Required work - Look through the entries that follow and return each line that has the string "platform".
───── Records shown ─────
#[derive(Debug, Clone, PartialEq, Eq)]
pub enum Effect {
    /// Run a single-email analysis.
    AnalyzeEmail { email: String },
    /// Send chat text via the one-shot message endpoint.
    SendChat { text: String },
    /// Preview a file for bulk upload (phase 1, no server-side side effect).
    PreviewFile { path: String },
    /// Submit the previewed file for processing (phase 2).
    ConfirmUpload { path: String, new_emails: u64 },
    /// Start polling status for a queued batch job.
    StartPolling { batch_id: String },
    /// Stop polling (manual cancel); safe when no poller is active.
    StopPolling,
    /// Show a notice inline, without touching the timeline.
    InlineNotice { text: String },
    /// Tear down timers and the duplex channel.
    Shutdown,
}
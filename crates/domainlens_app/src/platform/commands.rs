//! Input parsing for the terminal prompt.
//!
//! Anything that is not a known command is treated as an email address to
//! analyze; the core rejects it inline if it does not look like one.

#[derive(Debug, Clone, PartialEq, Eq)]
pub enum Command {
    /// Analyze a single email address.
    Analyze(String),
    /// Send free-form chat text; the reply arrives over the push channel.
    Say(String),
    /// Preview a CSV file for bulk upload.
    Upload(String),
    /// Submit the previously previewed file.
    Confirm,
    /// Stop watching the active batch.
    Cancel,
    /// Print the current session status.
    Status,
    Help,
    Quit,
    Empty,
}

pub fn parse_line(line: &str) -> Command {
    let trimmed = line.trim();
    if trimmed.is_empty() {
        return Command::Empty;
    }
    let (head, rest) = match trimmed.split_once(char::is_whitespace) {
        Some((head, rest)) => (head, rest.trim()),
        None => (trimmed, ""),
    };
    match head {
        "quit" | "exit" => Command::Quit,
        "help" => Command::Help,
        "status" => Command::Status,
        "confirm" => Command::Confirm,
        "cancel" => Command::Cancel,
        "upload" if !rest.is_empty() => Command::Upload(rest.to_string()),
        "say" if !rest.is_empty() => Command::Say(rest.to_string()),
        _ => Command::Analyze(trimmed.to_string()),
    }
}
─────
───── Records shown ─────
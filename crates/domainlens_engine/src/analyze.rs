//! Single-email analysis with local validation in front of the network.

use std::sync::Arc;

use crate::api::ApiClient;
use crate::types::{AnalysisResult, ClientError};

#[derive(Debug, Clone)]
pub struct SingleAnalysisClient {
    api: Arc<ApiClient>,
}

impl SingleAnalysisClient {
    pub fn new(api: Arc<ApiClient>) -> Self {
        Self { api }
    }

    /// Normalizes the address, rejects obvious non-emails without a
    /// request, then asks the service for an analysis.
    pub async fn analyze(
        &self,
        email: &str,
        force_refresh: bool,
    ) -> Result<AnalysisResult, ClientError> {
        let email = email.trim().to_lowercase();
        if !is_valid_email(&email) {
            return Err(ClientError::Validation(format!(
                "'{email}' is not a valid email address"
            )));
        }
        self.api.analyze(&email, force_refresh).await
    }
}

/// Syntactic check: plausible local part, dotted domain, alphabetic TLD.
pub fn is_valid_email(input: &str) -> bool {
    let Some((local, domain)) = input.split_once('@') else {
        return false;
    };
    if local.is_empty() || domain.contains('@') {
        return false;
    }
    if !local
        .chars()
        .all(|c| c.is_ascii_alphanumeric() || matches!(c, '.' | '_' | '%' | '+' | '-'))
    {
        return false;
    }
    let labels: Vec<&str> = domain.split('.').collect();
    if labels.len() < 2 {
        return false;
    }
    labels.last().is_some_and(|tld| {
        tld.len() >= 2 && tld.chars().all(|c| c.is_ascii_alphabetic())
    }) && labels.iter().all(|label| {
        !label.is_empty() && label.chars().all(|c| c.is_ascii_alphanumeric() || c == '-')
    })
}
─────
───── Records shown ─────
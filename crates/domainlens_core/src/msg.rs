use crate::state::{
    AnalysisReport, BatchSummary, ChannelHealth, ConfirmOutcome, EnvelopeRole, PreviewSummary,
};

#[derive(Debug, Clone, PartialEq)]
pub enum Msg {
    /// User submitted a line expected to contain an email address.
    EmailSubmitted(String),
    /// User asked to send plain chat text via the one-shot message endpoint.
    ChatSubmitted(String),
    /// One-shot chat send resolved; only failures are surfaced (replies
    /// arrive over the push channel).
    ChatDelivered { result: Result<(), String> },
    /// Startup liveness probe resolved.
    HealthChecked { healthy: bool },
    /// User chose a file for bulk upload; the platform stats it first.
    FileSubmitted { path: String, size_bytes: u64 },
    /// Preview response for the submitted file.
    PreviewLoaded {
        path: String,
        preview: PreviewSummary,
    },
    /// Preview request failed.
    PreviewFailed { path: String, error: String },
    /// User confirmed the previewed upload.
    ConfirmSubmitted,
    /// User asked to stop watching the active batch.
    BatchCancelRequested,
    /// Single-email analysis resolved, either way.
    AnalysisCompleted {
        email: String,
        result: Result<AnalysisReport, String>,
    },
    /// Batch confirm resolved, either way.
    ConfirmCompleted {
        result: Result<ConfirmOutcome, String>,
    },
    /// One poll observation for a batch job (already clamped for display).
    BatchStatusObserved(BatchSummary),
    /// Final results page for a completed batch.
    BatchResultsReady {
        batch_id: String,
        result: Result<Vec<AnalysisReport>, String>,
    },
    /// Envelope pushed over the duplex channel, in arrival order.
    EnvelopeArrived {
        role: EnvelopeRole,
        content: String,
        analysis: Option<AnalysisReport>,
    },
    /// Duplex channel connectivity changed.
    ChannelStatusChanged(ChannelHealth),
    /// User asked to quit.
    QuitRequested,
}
─────
Answer space -
filename crates/domainlens_app/src/platform/commands.rs
    /// User chose a file for bulk upload; the platform stats it first.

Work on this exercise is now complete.